◆ Recorded data
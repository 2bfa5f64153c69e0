//! Search-API adapter consumed by the web-search collector.

use async_trait::async_trait;
use serde::{Deserialize, Serialize};

use crate::error::Result;

/// A single search result.
#[derive(Debug, Clone, Serialize, Deserialize)]
pub struct SearchHit {
    /// Result title
    pub title: String,
    /// Result URL
    pub url: String,
    /// Snippet/description
    pub snippet: String,
    /// Provider relevance signal in [0, 1], when available
    pub relevance: Option<f64>,
}

/// External search API client.
#[async_trait]
pub trait SearchProvider: Send + Sync {
    /// Run `query` against the provider, localized to `locale`
    /// (BCP 47 tag, e.g. "fr-SN").
    async fn search(&self, query: &str, locale: &str) -> Result<Vec<SearchHit>>;
}
impl DeduplicationEngine {
    /// Build an engine over the given adapters.
    #[must_use]
    pub fn new(
        store: Arc<dyn OpportunityStore>,
        vector: Arc<dyn VectorIndex>,
        config: DedupConfig,
        timeouts: TimeoutConfig,
    ) -> Self {
        Self {
            store,
            vector,
            config,
            timeouts,
        }
    }

    /// Evaluate a candidate against the recent corpus.
    pub async fn evaluate(&self, candidate: &CandidateRecord) -> Result<DedupOutcome> {
        let corpus = self
            .store
            .find_recent_in_window(self.config.corpus_window_days)
            .await?;

        let resolved_org = candidate.fields.primary_organization().and_then(|name| {
            org::resolve(
                name,
                candidate.fields.geography.first().map(String::as_str),
                &corpus,
                self.config.org_match_threshold,
            )
        });

        let mut matches = Vec::new();
        // Resolution gates the signature, temporal, org-funding and chain
        // strategies.
        if resolved_org.is_some() {
            self.exact_signature(candidate, &mut matches).await?;
        }
        self.title_similarity(candidate, &corpus, &mut matches);
        self.content_similarity(candidate, &corpus, &mut matches);
        self.semantic_similarity(candidate, &corpus, &mut matches)
            .await;
        if let Some(org) = &resolved_org {
            self.temporal_cluster(candidate, org, &corpus, &mut matches);
            self.org_funding_match(candidate, org, &corpus, &mut matches);
            self.announcement_chain(candidate, org, &corpus, &mut matches);
        }

        let best = matches
            .iter()
            .max_by(|a, b| a.score.total_cmp(&b.score))
            .cloned();
        let score = best.as_ref().map_or(0.0, |m| m.score);
        let verdict = if score >= self.config.hard_threshold {
            DedupVerdict::Duplicate
        } else if score >= self.config.likely_floor {
            DedupVerdict::LikelyDuplicate
        } else {
            DedupVerdict::Unique
        };

        debug!(
            content_hash = %candidate.content_hash,
            verdict = verdict.as_str(),
            score,
            matches = matches.len(),
            "dedup evaluated"
        );
        metrics::DEDUP_VERDICTS_TOTAL
            .with_label_values(&[verdict.as_str()])
            .inc();

        Ok(DedupOutcome {
            verdict,
            best,
            matches,
            resolved_org,
        })
    }

    /// Strategy 1: the candidate's dedup-hash is already published.
    async fn exact_signature(
        &self,
        candidate: &CandidateRecord,
        matches: &mut Vec<DuplicateMatch>,
    ) -> Result<()> {
        let Some(hash) = candidate.dedup_hash() else {
            return Ok(());
        };
        if let Some(existing) = self.store.find_by_dedup_hash(&hash).await? {
            matches.push(DuplicateMatch {
                strategy: DedupStrategy::ExactSignature,
                existing_id: existing.id,
                existing_dedup_hash: existing.dedup_hash,
                score: EXACT_SIGNATURE_SCORE,
            });
        }
        Ok(())
    }

    /// Strategy 2: near-identical titles within the title window.
    fn title_similarity(
        &self,
        candidate: &CandidateRecord,
        corpus: &[OpportunityRecord],
        matches: &mut Vec<DuplicateMatch>,
    ) {
        if candidate.fields.title.is_empty() {
            return;
        }
        let window = ChronoDuration::days(self.config.title_window_days);
        for record in corpus {
            if candidate.arrived_at - record.published_at > window {
                continue;
            }
            let score =
                similarity::token_sort_ratio(&candidate.fields.title, &record.fields.title);
            if score >= self.config.title_ratio {
                matches.push(DuplicateMatch {
                    strategy: DedupStrategy::TitleSimilarity,
                    existing_id: record.id.clone(),
                    existing_dedup_hash: record.dedup_hash.clone(),
                    score,
                });
            }
        }
    }

    /// Strategy 3: TF-IDF cosine over description text.
    fn content_similarity(
        &self,
        candidate: &CandidateRecord,
        corpus: &[OpportunityRecord],
        matches: &mut Vec<DuplicateMatch>,
    ) {
        if candidate.fields.description.is_empty() {
            return;
        }
        let descriptions: Vec<&str> = corpus
            .iter()
            .map(|r| r.fields.description.as_str())
            .collect();
        for record in corpus {
            if record.fields.description.is_empty() {
                continue;
            }
            let score = similarity::tfidf_cosine(
                &candidate.fields.description,
                &record.fields.description,
                &descriptions,
            );
            if score >= self.config.tfidf_cosine {
                matches.push(DuplicateMatch {
                    strategy: DedupStrategy::ContentSimilarity,
                    existing_id: record.id.clone(),
                    existing_dedup_hash: record.dedup_hash.clone(),
                    score,
                });
            }
        }
    }

    /// Strategy 4: cosine in the embedding space. A vector-index failure
    /// skips the strategy rather than failing the evaluation.
    async fn semantic_similarity(
        &self,
        candidate: &CandidateRecord,
        corpus: &[OpportunityRecord],
        matches: &mut Vec<DuplicateMatch>,
    ) {
        let text = format!(
            "{} {}",
            candidate.fields.title, candidate.fields.description
        );
        if text.trim().is_empty() {
            return;
        }
        let embedded = tokio::time::timeout(self.timeouts.embedding, self.vector.embed(&text));
        let vector = match embedded.await {
            Ok(Ok(vector)) => vector,
            Ok(Err(e)) => {
                warn!(error = %e, "embedding failed; skipping semantic strategy");
                return;
            }
            Err(_) => {
                warn!(deadline = ?self.timeouts.embedding, "embedding timed out; skipping semantic strategy");
                return;
            }
        };
        let hits = match tokio::time::timeout(
            self.timeouts.embedding,
            self.vector.query_top_k(&vector, 5, None),
        )
        .await
        {
            Ok(Ok(hits)) => hits,
            Ok(Err(e)) => {
                warn!(error = %e, "vector query failed; skipping semantic strategy");
                return;
            }
            Err(_) => return,
        };
        for (id, score) in hits {
            let score = f64::from(score);
            if score < self.config.embedding_cosine {
                continue;
            }
            if let Some(record) = corpus.iter().find(|r| r.id == id) {
                matches.push(DuplicateMatch {
                    strategy: DedupStrategy::SemanticSimilarity,
                    existing_id: record.id.clone(),
                    existing_dedup_hash: record.dedup_hash.clone(),
                    score: score.clamp(0.0, 1.0),
                });
            }
        }
    }

    /// Strategy 5: same org, amount within 5 %, arrival within 72 h.
    fn temporal_cluster(
        &self,
        candidate: &CandidateRecord,
        org: &org::ResolvedOrg,
        corpus: &[OpportunityRecord],
        matches: &mut Vec<DuplicateMatch>,
    ) {
        let Some(amount) = candidate.fields.amount_usd else {
            return;
        };
        let window = ChronoDuration::hours(self.config.temporal_window_hours);
        for record in corpus {
            if record.organization_id != org.id {
                continue;
            }
            let Some(existing_amount) = record.fields.amount_usd else {
                continue;
            };
            if !amounts_within(amount, existing_amount, self.config.temporal_amount_tolerance) {
                continue;
            }
            if (candidate.arrived_at - record.published_at).abs() > window {
                continue;
            }
            matches.push(DuplicateMatch {
                strategy: DedupStrategy::TemporalCluster,
                existing_id: record.id.clone(),
                existing_dedup_hash: record.dedup_hash.clone(),
                score: TEMPORAL_CLUSTER_SCORE,
            });
        }
    }

    /// Strategy 6: same org, amount within 10 %, 180 days, different URLs.
    fn org_funding_match(
        &self,
        candidate: &CandidateRecord,
        org: &org::ResolvedOrg,
        corpus: &[OpportunityRecord],
        matches: &mut Vec<DuplicateMatch>,
    ) {
        let Some(amount) = candidate.fields.amount_usd else {
            return;
        };
        let window = ChronoDuration::days(self.config.org_window_days);
        for record in corpus {
            if record.organization_id != org.id {
                continue;
            }
            let Some(existing_amount) = record.fields.amount_usd else {
                continue;
            };
            if !amounts_within(amount, existing_amount, self.config.org_amount_tolerance) {
                continue;
            }
            if (candidate.arrived_at - record.published_at).abs() > window {
                continue;
            }
            let shares_url = record
                .source_urls
                .iter()
                .any(|url| candidate.source_urls.contains(url));
            if shares_url {
                continue; // same URL is the exact-signature/title territory
            }
            matches.push(DuplicateMatch {
                strategy: DedupStrategy::OrgFundingMatch,
                existing_id: record.id.clone(),
                existing_dedup_hash: record.dedup_hash.clone(),
                score: ORG_FUNDING_SCORE,
            });
        }
    }

    /// Strategy 7: announcement-chain detection. Three or more distinct
    /// source URLs for one (organization, amount, round) cluster within
    /// the chain window collapse onto the earliest published member.
    fn announcement_chain(
        &self,
        candidate: &CandidateRecord,
        org: &org::ResolvedOrg,
        corpus: &[OpportunityRecord],
        matches: &mut Vec<DuplicateMatch>,
    ) {
        let Some(amount) = candidate.fields.amount_usd else {
            return;
        };
        let stage = candidate
            .fields
            .stage
            .as_deref()
            .map(str::to_lowercase)
            .unwrap_or_default();
        let window = ChronoDuration::days(self.config.chain_window_days);

        let cluster: Vec<&OpportunityRecord> = corpus
            .iter()
            .filter(|record| {
                record.organization_id == org.id
                    && record.fields.amount_usd.is_some_and(|a| {
                        amounts_within(amount, a, self.config.temporal_amount_tolerance)
                    })
                    && record
                        .fields
                        .stage
                        .as_deref()
                        .map(str::to_lowercase)
                        .unwrap_or_default()
                        == stage
                    && (candidate.arrived_at - record.published_at).abs() <= window
            })
            .collect();
        if cluster.is_empty() {
            return;
        }

        let mut distinct_urls: std::collections::HashSet<&str> = cluster
            .iter()
            .flat_map(|record| record.source_urls.iter().map(String::as_str))
            .collect();
        for url in &candidate.source_urls {
            distinct_urls.insert(url.as_str());
        }
        if distinct_urls.len() < self.config.chain_min_urls {
            return;
        }

        // Collapse onto the earliest member of the chain.
        if let Some(canonical) = cluster
            .iter()
            .min_by_key(|record| record.published_at)
        {
            matches.push(DuplicateMatch {
                strategy: DedupStrategy::AnnouncementChain,
                existing_id: canonical.id.clone(),
                existing_dedup_hash: canonical.dedup_hash.clone(),
                score: ANNOUNCEMENT_CHAIN_SCORE,
            });
        }
    }
}
//! LLM adapter: extraction, classification tagging and legitimacy scoring.

use async_trait::async_trait;
use serde::{Deserialize, Serialize};
use tracing::warn;

use crate::error::{Error, Result};
use crate::record::InclusionFlags;

/// Tags produced by the classification call.
#[derive(Debug, Clone, Default, Serialize, Deserialize)]
pub struct ClassifyTags {
    /// Sector tags
    pub sectors: Vec<String>,
    /// Geography tags (countries/regions)
    pub geography: Vec<String>,
    /// Inclusion flags (gender/youth/rural)
    pub inclusion: InclusionFlags,
    /// Funding-stage guess
    pub stage: Option<String>,
    /// Detected language (ISO 639-1)
    pub language: Option<String>,
    /// Structured-completeness score in [0, 1]
    pub completeness: f64,
}

/// Shared LLM client with an internal connection pool.
#[async_trait]
pub trait LlmClient: Send + Sync {
    /// Extract structured fields from cleaned text according to `schema`.
    async fn extract(&self, text: &str, schema: &serde_json::Value) -> Result<serde_json::Value>;

    /// Tag a candidate's text with sectors, geography, inclusion flags,
    /// stage and a completeness score.
    async fn classify(&self, text: &str) -> Result<ClassifyTags>;

    /// Legitimacy score for a candidate, in [0, 1].
    async fn score(&self, candidate_json: &serde_json::Value) -> Result<f64>;
}

/// Number of retries the LLM adapter gets on transient errors.
const LLM_MAX_RETRIES: u32 = 2;

/// Run an LLM call with up to two retries on transient errors, per the
/// adapter contract.
pub async fn llm_retry<T, F, Fut>(operation: &str, mut call: F) -> Result<T>
where
    F: FnMut() -> Fut,
    Fut: std::future::Future<Output = Result<T>>,
{
    let mut last_err: Option<Error> = None;
    for attempt in 0..=LLM_MAX_RETRIES {
        match call().await {
            Ok(value) => return Ok(value),
            Err(e) if e.is_transient() && attempt < LLM_MAX_RETRIES => {
                warn!(
                    operation = %operation,
                    attempt = attempt + 1,
                    error = %e,
                    "transient LLM error, retrying"
                );
                last_err = Some(e);
            }
            Err(e) => return Err(e),
        }
    }
    // Unreachable: the loop returns on the final attempt either way.
    Err(last_err.unwrap_or_else(|| Error::InternalInvariant("llm retry loop".to_string())))
}

#[cfg(test)]
mod tests {
    use super::*;
    use std::sync::atomic::{AtomicU32, Ordering};

    #[tokio::test]
    async fn test_llm_retry_succeeds_after_transient_errors() {
        let calls = AtomicU32::new(0);
        let result = llm_retry("classify", || {
            let n = calls.fetch_add(1, Ordering::SeqCst);
            async move {
                if n < 2 {
                    Err(Error::transient("llm.classify", "503"))
                } else {
                    Ok(42)
                }
            }
        })
        .await
        .unwrap();
        assert_eq!(result, 42);
        assert_eq!(calls.load(Ordering::SeqCst), 3);
    }

    #[tokio::test]
    async fn test_llm_retry_gives_up_after_two_retries() {
        let calls = AtomicU32::new(0);
        let result: Result<u32> = llm_retry("classify", || {
            calls.fetch_add(1, Ordering::SeqCst);
            async { Err(Error::transient("llm.classify", "503")) }
        })
        .await;
        assert!(result.is_err());
        assert_eq!(calls.load(Ordering::SeqCst), 3);
    }

    #[tokio::test]
    async fn test_llm_retry_does_not_retry_permanent_errors() {
        let calls = AtomicU32::new(0);
        let result: Result<u32> = llm_retry("classify", || {
            calls.fetch_add(1, Ordering::SeqCst);
            async { Err(Error::permanent("llm.classify", "401")) }
        })
        .await;
        assert!(result.is_err());
        assert_eq!(calls.load(Ordering::SeqCst), 1);
    }
}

◆ What is needed
Repeat word for word every line from the start of the entries to the line holding "pub trait SearchProvider: Send", inclusive, and nothing else.

◆ Solution to the exercise
repository 2bfa5f64153c69e0
//! Search-API adapter consumed by the web-search collector.

use async_trait::async_trait;
use serde::{Deserialize, Serialize};

use crate::error::Result;

/// A single search result.
#[derive(Debug, Clone, Serialize, Deserialize)]
pub struct SearchHit {
    /// Result title
    pub title: String,
    /// Result URL
    pub url: String,
    /// Snippet/description
    pub snippet: String,
    /// Provider relevance signal in [0, 1], when available
    pub relevance: Option<f64>,
}

/// External search API client.
#[async_trait]
pub trait SearchProvider: Send + Sync {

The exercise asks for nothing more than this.